Nickel News Roundup – Week 51

Market Overview:
Digital assets experienced a relatively quiet week ahead of the festive season, trading within relatively tight ranges.
- Bitcoin experienced a weekend slump that dropped it below $47,000 (and briefly below $46,000), but recovered on Tuesday and spent the majority of the week trading between $47,250 and $49,000
- Bitcoin is currently priced at $48,330, down about 1% from last week
- Ether continued to trade below $4,000 for the majority of the week, briefly hitting a low of $3,720 over the weekend, but recovered above $4,000 for a stretch on Tuesday
- Ether is currently priced at $3,931; a 2.6% decline
- Total market capitalisation grew slightly, to around $2.28tn
- Total value locked in DeFi grew by over $3bn this week to $99.8bn, according to industry analytics platform DeFi Pulse
Digital assets had a calm week after some notable turbulence in the weeks prior.
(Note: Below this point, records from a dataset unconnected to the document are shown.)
/// Heuristic fallback profile builder.
///
/// Runs when AI analysis is unavailable or returns garbage. Everything here is
/// a pure function of the samples: surface statistics plus neutral prose
/// defaults. The result must always pass structural completeness so the rest
/// of the system never special-cases a missing profile.
use regex::Regex;
use std::sync::LazyLock;

use crate::models::profile::{
    ContentThemes, EngagementStyle, LanguageStyle, Personality, ProfileSource,
    SignatureFragments, StructuralStats, VoiceProfile,
};
use crate::models::sample::Sample;

/// Above this share of emoji-bearing posts, usage reads as "high".
pub const EMOJI_HIGH_THRESHOLD: f32 = 0.30;
/// Above this share of question-bearing posts, the author "uses questions".
pub const QUESTION_THRESHOLD: f32 = 0.20;
const THREAD_HEAVY_THRESHOLD: f32 = 0.10;

/// Posts ending in "3/" or "(2/7)" style numbering are thread parts.
static THREAD_MARKER_RE: LazyLock<Regex> =
    LazyLock::new(|| Regex::new(r"(?:\(\d+/\d+\)|\d+/\d*)\s*$").expect("valid regex"));

/// Common emoji blocks. Intentionally a codepoint-range class rather than
/// `\p{Emoji}`, which also matches ASCII digits and '#'.
static EMOJI_RE: LazyLock<Regex> = LazyLock::new(|| {
    Regex::new(concat!(
        "[\u{1F300}-\u{1F5FF}",  // symbols & pictographs
        "\u{1F600}-\u{1F64F}",   // emoticons
        "\u{1F680}-\u{1F6FF}",   // transport & map
        "\u{1F900}-\u{1F9FF}",   // supplemental symbols
        "\u{1FA70}-\u{1FAFF}",   // extended-A
        "\u{2600}-\u{26FF}",     // misc symbols
        "\u{2700}-\u{27BF}]",    // dingbats
    ))
    .expect("valid regex")
});

/// Builds a structurally complete profile from surface statistics alone.
/// Deterministic for a given sample set.
pub fn build_fallback_profile(samples: &[Sample]) -> VoiceProfile {
    let avg_length = mean_char_length(samples);
    let thread_frequency = share_of(samples, |s| THREAD_MARKER_RE.is_match(&s.text));
    let emoji_rate = share_of(samples, |s| EMOJI_RE.is_match(&s.text));
    let question_frequency = share_of(samples, |s| s.text.contains('?'));

    let preferred_structure = if thread_frequency > THREAD_HEAVY_THRESHOLD {
        "mixes single posts with numbered threads"
    } else {
        "single self-contained posts"
    };

    VoiceProfile {
        personality: Personality {
            dominant_tones: vec!["conversational".into()],
            emotional_range: "moderate".into(),
            humor_style: "balanced".into(),
            confidence_level: 0.5,
            traits: vec!["authentic".into()],
        },
        structure: StructuralStats {
            avg_length,
            thread_frequency,
            preferred_structure: preferred_structure.into(),
        },
        language: LanguageStyle {
            vocabulary_level: "accessible".into(),
            sentence_complexity: "moderate".into(),
            punctuation_style: "standard".into(),
            emoji_usage: if emoji_rate > EMOJI_HIGH_THRESHOLD {
                "high".into()
            } else {
                "low".into()
            },
            emoji_rate,
            casualness: "moderate".into(),
        },
        themes: ContentThemes {
            main_topics: vec!["general".into()],
            expertise_areas: vec!["general".into()],
            personal_disclosure: "moderate".into(),
        },
        engagement: EngagementStyle {
            uses_questions: question_frequency > QUESTION_THRESHOLD,
            question_frequency,
            cta_style: "subtle".into(),
            storytelling: "direct".into(),
        },
        signature: SignatureFragments {
            opening_patterns: vec!["direct statement".into()],
            closing_patterns: vec!["open ended".into()],
            transition_phrases: vec!["and".into(), "but".into()],
            unique_expressions: vec![],
        },
        source: ProfileSource::Heuristic,
    }
}

fn mean_char_length(samples: &[Sample]) -> f32 {
    if samples.is_empty() {
        return 1.0;
    }
    let total: usize = samples.iter().map(Sample::char_len).sum();
    let mean = total as f32 / samples.len() as f32;
    // floor keeps degenerate all-empty sample sets structurally complete
    mean.max(1.0)
}

fn share_of(samples: &[Sample], pred: impl Fn(&Sample) -> bool) -> f32 {
    if samples.is_empty() {
        return 0.0;
    }
    let hits = samples.iter().filter(|s| pred(s)).count();
    hits as f32 / samples.len() as f32
}
use anyhow::{Context, Result};

/// Application configuration loaded from environment variables.
/// Fails at startup if required variables are missing.
#[derive(Debug, Clone)]
pub struct Config {
    pub database_url: String,
    pub anthropic_api_key: String,
    /// Base URL of the social post API the sample source reads from.
    pub sample_api_url: String,
    pub port: u16,
    pub rust_log: String,
}

impl Config {
    pub fn from_env() -> Result<Self> {
        dotenvy::dotenv().ok(); // load .env if present; ignore if missing

        Ok(Config {
            database_url: require_env("DATABASE_URL")?,
            anthropic_api_key: require_env("ANTHROPIC_API_KEY")?,
            sample_api_url: require_env("SAMPLE_API_URL")?,
            port: std::env::var("PORT")
                .unwrap_or_else(|_| "8080".to_string())
                .parse::<u16>()
                .context("PORT must be a valid port number")?,
            rust_log: std::env::var("RUST_LOG").unwrap_or_else(|_| "info".to_string()),
        })
    }
}

fn require_env(key: &str) -> Result<String> {
    std::env::var(key).with_context(|| format!("Required environment variable '{key}' is not set"))
}
use axum::{
    http::StatusCode,
    response::{IntoResponse, Response},
    Json,
};
use serde_json::json;
use thiserror::Error;

use crate::profile::builder::BuildError;
use crate::sample_source::SampleSourceError;

/// Application-level error type.
/// Implements `IntoResponse` so Axum handlers can return `Result<T, AppError>`.
#[derive(Debug, Error)]
pub enum AppError {
    #[error("Not found: {0}")]
    NotFound(String),

    #[error("Validation error: {0}")]
    Validation(String),

    #[error("Unprocessable entity: {0}")]
    UnprocessableEntity(String),

    #[error("Voice analysis needs at least {min} samples, got {got}")]
    InsufficientSamples { got: usize, min: usize },

    #[error("Database error: {0}")]
    Database(#[from] sqlx::Error),

    #[error("Sample source error: {0}")]
    SampleSource(String),

    #[error("Variant generation failed: {0}")]
    Generation(String),

    #[error("Internal server error: {0}")]
    Internal(#[from] anyhow::Error),
}

impl From<SampleSourceError> for AppError {
    fn from(err: SampleSourceError) -> Self {
        match err {
            SampleSourceError::NotFound(handle) => {
                AppError::NotFound(format!("No account found for handle '{handle}'"))
            }
            SampleSourceError::PrivateOrSuspended(handle) => AppError::UnprocessableEntity(
                format!("Account '{handle}' is private or suspended; its posts cannot be analyzed"),
            ),
            SampleSourceError::Upstream(msg) => AppError::SampleSource(msg),
        }
    }
}

impl From<BuildError> for AppError {
    fn from(err: BuildError) -> Self {
        match err {
            BuildError::InsufficientSamples { got, min } => {
                AppError::InsufficientSamples { got, min }
            }
        }
    }
}

impl IntoResponse for AppError {
    fn into_response(self) -> Response {
        let (status, code, message) = match &self {
            AppError::NotFound(msg) => (StatusCode::NOT_FOUND, "NOT_FOUND", msg.clone()),
            AppError::Validation(msg) => (StatusCode::BAD_REQUEST, "VALIDATION_ERROR", msg.clone()),
            AppError::UnprocessableEntity(msg) => (
                StatusCode::UNPROCESSABLE_ENTITY,
                "UNPROCESSABLE_ENTITY",
                msg.clone(),
            ),
            AppError::InsufficientSamples { got, min } => (
                StatusCode::UNPROCESSABLE_ENTITY,
                "INSUFFICIENT_SAMPLES",
                format!(
                    "Voice analysis needs at least {min} published posts; only {got} available"
                ),
            ),
            AppError::Database(e) => {
                tracing::error!("Database error: {e}");
                (
                    StatusCode::INTERNAL_SERVER_ERROR,
                    "DATABASE_ERROR",
                    "A database error occurred".to_string(),
                )
            }
            AppError::SampleSource(msg) => {
                tracing::error!("Sample source error: {msg}");
                (
                    StatusCode::INTERNAL_SERVER_ERROR,
                    "SAMPLE_SOURCE_ERROR",
                    "Could not fetch posts from the sample source".to_string(),
                )
            }
            AppError::Generation(msg) => {
                tracing::error!("Generation error: {msg}");
                (
                    StatusCode::INTERNAL_SERVER_ERROR,
                    "GENERATION_FAILED",
                    "Variant generation failed; please retry".to_string(),
                )
            }
            AppError::Internal(e) => {
                tracing::error!("Internal error: {e:?}");
                (
                    StatusCode::INTERNAL_SERVER_ERROR,
                    "INTERNAL_ERROR",
                    "An internal server error occurred".to_string(),
                )
            }
        };

        let body = Json(json!({
            "error": {
                "code": code,
                "message": message
            }
        }));

        (status, body).into_response()
    }
}
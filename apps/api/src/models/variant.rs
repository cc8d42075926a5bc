use chrono::{DateTime, Utc};
use serde::{Deserialize, Serialize};
use uuid::Uuid;

/// The fixed menu of output shapes. Enum order is the canonical order in
/// which a batch is returned and displayed, regardless of which generation
/// finishes first.
#[derive(Debug, Clone, Copy, PartialEq, Eq, Hash, Serialize, Deserialize)]
#[serde(rename_all = "kebab-case")]
pub enum VariantType {
    ShortPunchy,
    MediumStory,
    LongDetailed,
    ThreadStyle,
    CasualPersonal,
    ProfessionalInsight,
}

impl VariantType {
    pub const ALL: [VariantType; 6] = [
        VariantType::ShortPunchy,
        VariantType::MediumStory,
        VariantType::LongDetailed,
        VariantType::ThreadStyle,
        VariantType::CasualPersonal,
        VariantType::ProfessionalInsight,
    ];

    /// Wire/database tag, matching the serde rename.
    pub fn as_str(&self) -> &'static str {
        match self {
            VariantType::ShortPunchy => "short-punchy",
            VariantType::MediumStory => "medium-story",
            VariantType::LongDetailed => "long-detailed",
            VariantType::ThreadStyle => "thread-style",
            VariantType::CasualPersonal => "casual-personal",
            VariantType::ProfessionalInsight => "professional-insight",
        }
    }

    pub fn from_str_tag(tag: &str) -> Option<VariantType> {
        Self::ALL.iter().copied().find(|v| v.as_str() == tag)
    }
}

#[derive(Debug, Clone, Serialize, Deserialize)]
pub struct VariantMetadata {
    /// Wall-clock generation time for this single variant.
    pub duration_ms: u64,
    /// Hex SHA-256 of the exact prompt sent, for reproducibility checks.
    pub prompt_digest: String,
    pub model: String,
}

/// One generated rendition of an idea in a specific shape.
#[derive(Debug, Clone, Serialize, Deserialize)]
pub struct Variant {
    pub id: Uuid,
    pub variant_type: VariantType,
    pub content: String,
    /// Character count of `content` after sanitization, never zero.
    pub character_count: usize,
    pub metadata: VariantMetadata,
    pub created_at: DateTime<Utc>,
}
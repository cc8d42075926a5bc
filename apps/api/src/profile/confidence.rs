/// Confidence scoring for voice profiles.
///
/// A 0-100 score answering "how much should generation trust this profile".
/// Advisory only: a low score never blocks profile creation or generation,
/// it surfaces in API responses so callers can prompt for a refresh.
use serde::Serialize;

use crate::models::profile::{ProfileSource, VoiceProfile};

/// Score slice ceilings. Together they sum to 100.
const SAMPLE_TIER_MAX: f32 = 40.0;
const RICHNESS_MAX: f32 = 20.0;
const CONSISTENCY_MAX: f32 = 10.0;
const DEPTH_MAX: f32 = 30.0;

const VALID_THRESHOLD: u8 = 60;

#[derive(Debug, Clone, Serialize)]
pub struct ConfidenceRecord {
    pub score: u8,
    pub issues: Vec<String>,
}

#[derive(Debug, Clone, Serialize)]
pub struct ValidationReport {
    pub is_valid: bool,
    pub score: u8,
    pub issues: Vec<String>,
}

/// Structural validation with fixed penalties.
///
/// Start at 100 and deduct:
/// - empty dominant tone list: -20
/// - no opening hooks: -15
/// - missing vocabulary level: -10
/// - zero average length: -20
/// - confidence_level outside 0.0..=1.0: -15
///
/// `is_valid` means score >= 60. Deliberately advisory; the builder turns a
/// failing report into warnings, never an error.
pub fn validate(profile: &VoiceProfile) -> ValidationReport {
    let mut score: i32 = 100;
    let mut issues = Vec::new();

    if profile.personality.dominant_tones.is_empty() {
        score -= 20;
        issues.push("no dominant tones identified".to_string());
    }
    if profile.signature.opening_patterns.is_empty() {
        score -= 15;
        issues.push("no opening hooks captured".to_string());
    }
    if profile.language.vocabulary_level.is_empty() {
        score -= 10;
        issues.push("vocabulary level missing".to_string());
    }
    if profile.structure.avg_length <= 0.0 {
        score -= 20;
        issues.push("average post length is zero".to_string());
    }
    let confidence = profile.personality.confidence_level;
    if !(0.0..=1.0).contains(&confidence) {
        score -= 15;
        issues.push(format!(
            "confidence_level {confidence} outside the 0.0-1.0 range"
        ));
    }

    let score = score.clamp(0, 100) as u8;
    ValidationReport {
        is_valid: score >= VALID_THRESHOLD,
        score,
        issues,
    }
}

/// Full scoring path: validates, then feeds the validation score into the
/// analysis-depth slice.
pub fn score(profile: &VoiceProfile, sample_count: usize) -> ConfidenceRecord {
    let validation = validate(profile);
    let mut record = compute_confidence(profile, sample_count, Some(validation.score));
    record.issues.extend(validation.issues);
    record
}

/// Combines the four slices. When no analysis-depth input is available the
/// remaining 70 points are rescaled to the full range so both paths share one
/// 0-100 interpretation.
pub fn compute_confidence(
    profile: &VoiceProfile,
    sample_count: usize,
    analysis_depth: Option<u8>,
) -> ConfidenceRecord {
    let mut issues = Vec::new();

    let tier = sample_tier(profile, sample_count);
    if profile.source == ProfileSource::Heuristic {
        issues.push("heuristic fallback profile; sample tier capped".to_string());
    }

    let richness = pattern_richness(profile);
    let consistency = internal_consistency(profile);

    let total = match analysis_depth {
        Some(depth) => {
            let depth_points = (f32::from(depth) / 100.0 * DEPTH_MAX).min(DEPTH_MAX);
            tier + richness + consistency + depth_points
        }
        // rescale 70 attainable points to the full range
        None => (tier + richness + consistency) * 100.0 / (100.0 - DEPTH_MAX),
    };

    ConfidenceRecord {
        score: total.round().clamp(0.0, 100.0) as u8,
        issues,
    }
}

/// More samples, more trust: >=200 -> 40, >=100 -> 35, >=50 -> 30,
/// >=20 -> 25, else 20. Heuristic profiles are pinned to the floor no matter
/// how many samples went in; the samples were never actually analyzed.
fn sample_tier(profile: &VoiceProfile, sample_count: usize) -> f32 {
    if profile.source == ProfileSource::Heuristic {
        return 20.0;
    }
    let tier: f32 = match sample_count {
        n if n >= 200 => 40.0,
        n if n >= 100 => 35.0,
        n if n >= 50 => 30.0,
        n if n >= 20 => 25.0,
        _ => 20.0,
    };
    tier.min(SAMPLE_TIER_MAX)
}

/// +5 for each signature list that is genuinely populated rather than a
/// token single entry.
fn pattern_richness(profile: &VoiceProfile) -> f32 {
    let mut points: f32 = 0.0;
    if profile.signature.opening_patterns.len() > 3 {
        points += 5.0;
    }
    if profile.signature.transition_phrases.len() > 5 {
        points += 5.0;
    }
    if profile.signature.unique_expressions.len() > 2 {
        points += 5.0;
    }
    if profile.personality.dominant_tones.len() > 1 {
        points += 5.0;
    }
    points.min(RICHNESS_MAX)
}

/// +5 when the question flag is backed by an actual question rate, +5 when
/// the emoji flag agrees with the measured rate.
fn internal_consistency(profile: &VoiceProfile) -> f32 {
    let mut points: f32 = 0.0;
    if profile.engagement.uses_questions && profile.engagement.question_frequency > 0.20 {
        points += 5.0;
    }
    let says_high = profile.language.emoji_usage == "high";
    let measures_high = profile.language.emoji_rate > 0.30;
    if says_high == measures_high {
        points += 5.0;
    }
    points.min(CONSISTENCY_MAX)
}
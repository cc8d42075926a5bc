//! Axum route handlers for the Profile API.

use axum::{
    extract::{Path, Query, State},
    http::StatusCode,
    Json,
};
use serde::Deserialize;
use uuid::Uuid;

use crate::errors::AppError;
use crate::models::profile::ProfileRecord;
use crate::profile::cache::CacheStats;
use crate::profile::pipeline::{
    delete_profile, ensure_profile, load_profile, refresh_profile, EnsureOutcome, RefreshOutcome,
};
use crate::state::AppState;

#[derive(Deserialize)]
pub struct UserIdQuery {
    pub user_id: Uuid,
}

#[derive(Deserialize)]
pub struct EnsureProfileRequest {
    pub user_id: Uuid,
    pub subject_handle: String,
}

#[derive(Deserialize)]
pub struct RefreshRequest {
    pub user_id: Uuid,
}

/// POST /api/v1/profiles
///
/// Ensures a voice profile exists for (user, subject): a fresh one is reused,
/// a missing or stale one is rebuilt from the subject's posts.
pub async fn handle_ensure_profile(
    State(state): State<AppState>,
    Json(req): Json<EnsureProfileRequest>,
) -> Result<Json<EnsureOutcome>, AppError> {
    let handle = req.subject_handle.trim();
    if handle.is_empty() {
        return Err(AppError::Validation(
            "subject_handle cannot be empty".to_string(),
        ));
    }

    let outcome = ensure_profile(
        state.store.as_ref(),
        state.samples.as_ref(),
        &state.llm,
        &state.cache,
        req.user_id,
        handle,
    )
    .await?;

    Ok(Json(outcome))
}

/// GET /api/v1/profiles
pub async fn handle_list_profiles(
    State(state): State<AppState>,
    Query(params): Query<UserIdQuery>,
) -> Result<Json<Vec<ProfileRecord>>, AppError> {
    let profiles = state.store.list_profiles(params.user_id).await?;
    Ok(Json(profiles))
}

/// GET /api/v1/profiles/:id
pub async fn handle_get_profile(
    State(state): State<AppState>,
    Path(profile_id): Path<Uuid>,
    Query(params): Query<UserIdQuery>,
) -> Result<Json<ProfileRecord>, AppError> {
    let record = load_profile(
        state.store.as_ref(),
        &state.cache,
        params.user_id,
        profile_id,
    )
    .await?;
    Ok(Json(record))
}

/// DELETE /api/v1/profiles/:id
pub async fn handle_delete_profile(
    State(state): State<AppState>,
    Path(profile_id): Path<Uuid>,
    Query(params): Query<UserIdQuery>,
) -> Result<StatusCode, AppError> {
    delete_profile(
        state.store.as_ref(),
        &state.cache,
        params.user_id,
        profile_id,
    )
    .await?;
    Ok(StatusCode::NO_CONTENT)
}

/// POST /api/v1/profiles/:id/refresh
///
/// Forces a rebuild even if the stored profile is still fresh. The profile id
/// is stable across refreshes.
pub async fn handle_refresh_profile(
    State(state): State<AppState>,
    Path(profile_id): Path<Uuid>,
    Json(req): Json<RefreshRequest>,
) -> Result<Json<RefreshOutcome>, AppError> {
    let outcome = refresh_profile(
        state.store.as_ref(),
        state.samples.as_ref(),
        &state.llm,
        &state.cache,
        req.user_id,
        profile_id,
    )
    .await?;
    Ok(Json(outcome))
}

/// GET /api/v1/cache/stats
pub async fn handle_cache_stats(State(state): State<AppState>) -> Json<CacheStats> {
    Json(state.cache.stats())
}
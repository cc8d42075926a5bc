use std::sync::Arc;

use crate::llm_client::LlmClient;
use crate::profile::cache::ProfileCache;
use crate::sample_source::SampleSource;
use crate::store::ProfileStore;

/// Shared application state injected into all route handlers via Axum extractors.
#[derive(Clone)]
pub struct AppState {
    /// System of record for profiles and variants. Behind a trait so tests
    /// and local runs can use the in-memory impl.
    pub store: Arc<dyn ProfileStore>,
    /// Upstream post history for a subject handle.
    pub samples: Arc<dyn SampleSource>,
    pub llm: LlmClient,
    /// In-process TTL/LRU accelerator over `store`; never authoritative.
    pub cache: Arc<ProfileCache>,
}
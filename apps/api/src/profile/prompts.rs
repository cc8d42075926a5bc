// All LLM prompt constants for voice profile analysis.
// Reuses cross-cutting fragments from llm_client::prompts.

use serde_json::json;

use crate::llm_client::prompts::JSON_ONLY_SYSTEM;
use crate::models::sample::Sample;

/// Role framing for the analysis call; the JSON-only contract is appended at
/// build time from the shared fragment.
const VOICE_ANALYSIS_ROLE: &str = "You are an expert writing-voice analyst. \
    You study a set of social posts by one author and produce a structured \
    fingerprint of how that author writes: tone, structure, language, themes, \
    engagement habits, and signature phrases. Describe the author's real \
    patterns; never aspirational ones.";

pub fn analysis_system() -> String {
    format!("{VOICE_ANALYSIS_ROLE} {JSON_ONLY_SYSTEM}")
}

/// Analysis prompt template. Replace `{sample_count}` and `{samples_json}`
/// before sending.
pub const VOICE_ANALYSIS_PROMPT_TEMPLATE: &str = r#"Analyze the writing voice in the following {sample_count} posts by a single author.

Return a JSON object with this EXACT schema (no extra fields, every field present):
{
  "personality": {
    "dominant_tones": ["witty", "direct"],
    "emotional_range": "expressive | moderate | reserved",
    "humor_style": "dry | playful | self-deprecating | balanced | none",
    "confidence_level": 0.8,
    "traits": ["curious", "opinionated"]
  },
  "structure": {
    "avg_length": 180.0,
    "thread_frequency": 0.2,
    "preferred_structure": "how posts are typically organized"
  },
  "language": {
    "vocabulary_level": "accessible | technical | academic",
    "sentence_complexity": "short declaratives | flowing | mixed",
    "punctuation_style": "notable punctuation habits",
    "emoji_usage": "high | low",
    "emoji_rate": 0.1,
    "casualness": "formal | relaxed | irreverent"
  },
  "themes": {
    "main_topics": ["engineering", "startups"],
    "expertise_areas": ["distributed systems"],
    "personal_disclosure": "high | occasional | rare"
  },
  "engagement": {
    "uses_questions": true,
    "question_frequency": 0.3,
    "cta_style": "how the author asks readers to act",
    "storytelling": "anecdote first | data first | direct"
  },
  "signature": {
    "opening_patterns": ["hot take:", "story time:"],
    "closing_patterns": ["fight me"],
    "transition_phrases": ["but here's the thing"],
    "unique_expressions": ["chef's kiss"]
  }
}

Rules for analysis:

- `confidence_level` is 0.0-1.0: how assertively the author states positions.
- `avg_length`, `thread_frequency`, `emoji_rate`, `question_frequency` are
  measured from the samples, not guessed.
- Signature lists hold VERBATIM fragments lifted from the samples — short
  phrases the author actually repeats, not paraphrases.
- Prefer fewer, genuinely recurring patterns over padded lists.

POSTS (ordered by engagement, each with like/share counts):
{samples_json}"#;

/// Builds the analysis prompt for an already-selected sample set.
pub fn build_analysis_prompt(samples: &[&Sample]) -> String {
    let sample_views: Vec<serde_json::Value> = samples
        .iter()
        .map(|s| {
            json!({
                "text": s.text,
                "like_count": s.like_count,
                "share_count": s.share_count,
            })
        })
        .collect();
    let samples_json = serde_json::to_string_pretty(&sample_views)
        .unwrap_or_else(|_| "[]".to_string());

    VOICE_ANALYSIS_PROMPT_TEMPLATE
        .replace("{sample_count}", &samples.len().to_string())
        .replace("{samples_json}", &samples_json)
}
In the USA, financial bodies continue to request more regulatory clarity, as year-end statistics reveal record growth in both investment funds and venture capital involvement. JP Morgan, Siemens, Deutsche Telekom, Sequoia Capital, and a $744bn AUM Singaporean sovereign wealth fund all featured in the news this week, proving the expanding and enduring appeal of this asset class.
What happened: American credit unions seek federal approval to hold digital assets
How is this significant?
- The National Credit Union Association (NCUA) published a letter last week stating that federally-insured credit unions can collaborate with third-party crypto asset service providers to hold digital assets for clients
- This news was recognised as providing some clarity for the field; according to Lance Noggle, senior director of advocacy for payments and cybersecurity at the Credit Union National Association “It’ll help credit unions that have been kicking the tires move ahead and have a bit of a road map of what the regulator will expect”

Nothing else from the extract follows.